┌─ Data in this exercise
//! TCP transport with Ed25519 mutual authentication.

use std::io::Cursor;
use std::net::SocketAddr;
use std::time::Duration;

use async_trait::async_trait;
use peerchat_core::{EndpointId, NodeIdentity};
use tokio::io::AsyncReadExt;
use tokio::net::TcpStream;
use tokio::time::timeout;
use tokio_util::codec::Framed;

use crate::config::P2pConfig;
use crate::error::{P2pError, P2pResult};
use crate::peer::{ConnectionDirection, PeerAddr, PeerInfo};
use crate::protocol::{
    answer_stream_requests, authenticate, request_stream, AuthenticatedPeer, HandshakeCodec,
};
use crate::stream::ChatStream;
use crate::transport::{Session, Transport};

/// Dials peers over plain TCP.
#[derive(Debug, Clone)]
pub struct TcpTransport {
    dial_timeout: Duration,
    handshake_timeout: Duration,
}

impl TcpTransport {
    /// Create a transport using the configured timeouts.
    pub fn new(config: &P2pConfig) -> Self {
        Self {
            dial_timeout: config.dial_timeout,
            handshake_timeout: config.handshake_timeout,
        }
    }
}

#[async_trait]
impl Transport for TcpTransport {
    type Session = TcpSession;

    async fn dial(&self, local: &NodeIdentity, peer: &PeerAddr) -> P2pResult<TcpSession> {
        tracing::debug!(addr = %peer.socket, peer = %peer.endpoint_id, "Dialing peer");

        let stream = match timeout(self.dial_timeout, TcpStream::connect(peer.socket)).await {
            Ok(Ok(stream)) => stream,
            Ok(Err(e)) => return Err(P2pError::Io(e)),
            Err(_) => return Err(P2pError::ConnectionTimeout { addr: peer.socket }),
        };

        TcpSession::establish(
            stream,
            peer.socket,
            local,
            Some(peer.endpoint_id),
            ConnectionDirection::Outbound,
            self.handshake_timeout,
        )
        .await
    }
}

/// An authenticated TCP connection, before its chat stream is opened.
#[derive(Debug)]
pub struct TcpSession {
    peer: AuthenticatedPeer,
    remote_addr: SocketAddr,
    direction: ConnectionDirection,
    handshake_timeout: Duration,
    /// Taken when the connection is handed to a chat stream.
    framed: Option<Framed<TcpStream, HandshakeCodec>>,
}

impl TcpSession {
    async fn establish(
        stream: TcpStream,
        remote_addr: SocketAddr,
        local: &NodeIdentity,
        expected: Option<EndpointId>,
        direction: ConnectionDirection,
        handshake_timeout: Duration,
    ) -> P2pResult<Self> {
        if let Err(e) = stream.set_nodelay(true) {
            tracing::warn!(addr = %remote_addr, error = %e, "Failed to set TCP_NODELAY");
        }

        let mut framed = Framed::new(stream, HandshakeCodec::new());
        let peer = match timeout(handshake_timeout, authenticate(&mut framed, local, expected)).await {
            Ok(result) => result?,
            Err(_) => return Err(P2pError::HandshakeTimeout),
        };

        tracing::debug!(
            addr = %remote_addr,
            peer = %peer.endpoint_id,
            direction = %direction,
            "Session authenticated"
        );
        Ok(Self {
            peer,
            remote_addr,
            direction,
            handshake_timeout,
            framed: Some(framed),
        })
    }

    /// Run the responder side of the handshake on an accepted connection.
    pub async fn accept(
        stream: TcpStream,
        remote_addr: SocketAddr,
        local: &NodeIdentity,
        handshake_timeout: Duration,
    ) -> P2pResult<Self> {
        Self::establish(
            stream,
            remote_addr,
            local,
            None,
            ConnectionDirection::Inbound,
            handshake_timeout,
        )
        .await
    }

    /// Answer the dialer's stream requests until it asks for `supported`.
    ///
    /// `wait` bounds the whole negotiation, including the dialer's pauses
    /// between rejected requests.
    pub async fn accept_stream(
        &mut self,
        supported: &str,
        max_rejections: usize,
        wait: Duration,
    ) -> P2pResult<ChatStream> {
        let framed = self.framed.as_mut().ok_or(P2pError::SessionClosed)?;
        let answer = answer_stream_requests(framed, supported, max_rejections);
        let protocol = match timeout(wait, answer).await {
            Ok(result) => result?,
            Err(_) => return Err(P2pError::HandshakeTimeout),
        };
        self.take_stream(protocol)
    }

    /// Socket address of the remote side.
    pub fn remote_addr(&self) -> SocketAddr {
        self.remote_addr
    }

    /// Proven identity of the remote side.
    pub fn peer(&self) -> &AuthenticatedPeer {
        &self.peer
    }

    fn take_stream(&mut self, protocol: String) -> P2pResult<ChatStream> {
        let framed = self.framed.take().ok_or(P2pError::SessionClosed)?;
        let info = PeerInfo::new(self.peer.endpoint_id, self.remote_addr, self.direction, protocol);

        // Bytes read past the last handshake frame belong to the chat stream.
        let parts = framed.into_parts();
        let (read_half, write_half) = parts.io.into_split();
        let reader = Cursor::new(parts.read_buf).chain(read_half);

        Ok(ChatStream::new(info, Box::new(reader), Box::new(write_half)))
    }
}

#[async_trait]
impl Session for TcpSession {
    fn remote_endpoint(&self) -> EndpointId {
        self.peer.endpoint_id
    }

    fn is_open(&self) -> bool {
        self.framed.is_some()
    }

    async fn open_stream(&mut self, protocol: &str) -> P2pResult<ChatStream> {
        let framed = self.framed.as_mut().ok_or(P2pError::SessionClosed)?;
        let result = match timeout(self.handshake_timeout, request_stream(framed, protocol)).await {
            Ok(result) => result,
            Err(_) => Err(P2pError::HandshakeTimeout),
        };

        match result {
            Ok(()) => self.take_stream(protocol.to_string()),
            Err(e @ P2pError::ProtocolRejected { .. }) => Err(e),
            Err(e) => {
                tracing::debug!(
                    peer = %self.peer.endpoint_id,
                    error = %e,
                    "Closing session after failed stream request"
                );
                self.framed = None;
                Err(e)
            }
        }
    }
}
└─
From the entries above, show each line that includes the string "SocketAddr".

use std::net::SocketAddr;
    remote_addr: SocketAddr,
        remote_addr: SocketAddr,
        remote_addr: SocketAddr,
    pub fn remote_addr(&self) -> SocketAddr {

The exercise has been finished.